What does an allergic skin reaction to plants look like?
- Skin redness
- Bumps, patches, streaking, or weeping blisters (blister fluids due to plant allergies are not contagious)
Skin rashes may appear immediately, after 4 hours, or even up to 10 days after exposure to the plant. Symptom severity and timing depend on your individual sensitivity and the amount of contact you had to the plant.

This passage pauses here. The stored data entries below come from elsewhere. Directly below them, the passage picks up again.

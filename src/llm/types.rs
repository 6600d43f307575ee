//! Common types for model interactions

use serde::{Deserialize, Serialize};
use serde_json::Value;

/// A single tool invocation requested by the model
#[derive(Debug, Clone, PartialEq, Serialize, Deserialize)]
pub struct ToolCallRequest {
    pub id: String,
    pub name: String,
    pub arguments: Value,
}

impl ToolCallRequest {
    #[allow(dead_code)] // Constructor for API completeness
    pub fn new(id: impl Into<String>, name: impl Into<String>, arguments: Value) -> Self {
        Self {
            id: id.into(),
            name: name.into(),
            arguments,
        }
    }
}

/// One entry in a conversation transcript
#[derive(Debug, Clone, PartialEq, Serialize, Deserialize)]
#[serde(tag = "type", rename_all = "snake_case")]
pub enum Message {
    /// Student-authored text
    Human { content: String },
    /// Model output; terminal iff `tool_calls` is empty
    Generated {
        content: String,
        #[serde(default)]
        tool_calls: Vec<ToolCallRequest>,
    },
    /// Resolved tool call, correlated to its request by `call_id`
    ToolResult { call_id: String, content: String },
}

impl Message {
    pub fn human(content: impl Into<String>) -> Self {
        Message::Human {
            content: content.into(),
        }
    }

    /// A terminal generated message (no tool calls)
    #[allow(dead_code)] // Useful for tests
    pub fn generated(content: impl Into<String>) -> Self {
        Message::Generated {
            content: content.into(),
            tool_calls: vec![],
        }
    }

    #[allow(dead_code)] // Useful for tests
    pub fn generated_with_calls(
        content: impl Into<String>,
        tool_calls: Vec<ToolCallRequest>,
    ) -> Self {
        Message::Generated {
            content: content.into(),
            tool_calls,
        }
    }

    pub fn tool_result(call_id: impl Into<String>, content: impl Into<String>) -> Self {
        Message::ToolResult {
            call_id: call_id.into(),
            content: content.into(),
        }
    }
}

/// Tool made available to the model for potential invocation
#[derive(Debug, Clone, Serialize, Deserialize)]
pub struct ToolSpec {
    pub name: String,
    pub description: String,
    pub input_schema: Value,
}

/// Model request
#[derive(Debug, Clone)]
pub struct ModelRequest {
    pub system: String,
    pub messages: Vec<Message>,
    pub tools: Vec<ToolSpec>,
}

/// Model reply, normalized from the provider wire format
#[derive(Debug, Clone)]
pub struct ModelReply {
    pub content: String,
    pub tool_calls: Vec<ToolCallRequest>,
}

impl ModelReply {
    /// Convert into the transcript message it represents
    pub fn into_message(self) -> Message {
        Message::Generated {
            content: self.content,
            tool_calls: self.tool_calls,
        }
    }
}

#[cfg(test)]
mod tests {
    use super::*;
    use serde_json::json;

    #[test]
    fn message_serde_is_tagged() {
        let msg = Message::tool_result("c1", "done");
        let value = serde_json::to_value(&msg).unwrap();
        assert_eq!(value["type"], "tool_result");
        assert_eq!(value["call_id"], "c1");
    }

    #[test]
    fn generated_tool_calls_default_to_empty() {
        let value = json!({ "type": "generated", "content": "hi" });
        let msg: Message = serde_json::from_value(value).unwrap();
        assert_eq!(msg, Message::generated("hi"));
    }

    #[test]
    fn reply_into_message_preserves_calls() {
        let reply = ModelReply {
            content: String::new(),
            tool_calls: vec![ToolCallRequest::new("c1", "web_search", json!({"query": "x"}))],
        };
        match reply.into_message() {
            Message::Generated { tool_calls, .. } => assert_eq!(tool_calls.len(), 1),
            other => panic!("unexpected message: {other:?}"),
        }
    }
}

What to do if you have an allergic reaction to a plant
If you have come into contact with a poisonous plant, follow these steps:
- Immediately wash the skin well with rubbing alcohol, degreasing soap (such as dishwashing soap), or detergent, and a lot of water. Rinse thoroughly so that the cleaning solutions do not dry on the skin and further spread allergy-causing chemicals. Change into clean clothes.

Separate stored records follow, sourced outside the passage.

//! Continuation routing
//!
//! Pure decision over the shape of the last generated message. Content is
//! never inspected; only the presence of pending tool calls matters.

use crate::llm::Message;

#[derive(Debug, Clone, Copy, PartialEq, Eq)]
pub enum Decision {
    /// Pending tool calls must be dispatched before generating again
    Continue,
    /// The last message is terminal; the run is done
    End,
}

#[must_use]
pub fn route(last_message: &Message) -> Decision {
    match last_message {
        Message::Generated { tool_calls, .. } if !tool_calls.is_empty() => Decision::Continue,
        _ => Decision::End,
    }
}

#[cfg(test)]
mod tests {
    use super::*;
    use crate::llm::ToolCallRequest;
    use proptest::prelude::*;
    use serde_json::json;

    #[test]
    fn terminal_generated_message_ends_the_run() {
        assert_eq!(route(&Message::generated("all done")), Decision::End);
    }

    #[test]
    fn pending_tool_calls_continue_the_run() {
        let message = Message::generated_with_calls(
            "",
            vec![ToolCallRequest::new("c1", "check_student_progress", json!({}))],
        );
        assert_eq!(route(&message), Decision::Continue);
    }

    #[test]
    fn non_generated_messages_end_the_run() {
        assert_eq!(route(&Message::human("hello")), Decision::End);
        assert_eq!(route(&Message::tool_result("c1", "ok")), Decision::End);
    }

    fn arb_tool_call() -> impl Strategy<Value = ToolCallRequest> {
        ("[a-z0-9]{4,10}", "[a-z_]{3,20}")
            .prop_map(|(id, name)| ToolCallRequest::new(id, name, json!({})))
    }

    proptest! {
        #[test]
        fn any_nonempty_call_list_continues(calls in prop::collection::vec(arb_tool_call(), 1..8)) {
            let message = Message::generated_with_calls("text", calls);
            prop_assert_eq!(route(&message), Decision::Continue);
        }

        #[test]
        fn routing_ignores_content(content in ".{0,80}") {
            prop_assert_eq!(route(&Message::generated(content)), Decision::End);
        }
    }
}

- Scrub the underside of your nails with a brush.
- To reduce skin itching and blistering:
- If blisters appear, mix a tablespoon of white vinegar in a liter of water and compress the area for 15 minutes 2 times a day.
- Take an over-the-counter (OTC) antihistamine such as diphenhydramine to relieve itching, following the label instructions. For children, consult a pediatrician regarding recommended medication and dosages.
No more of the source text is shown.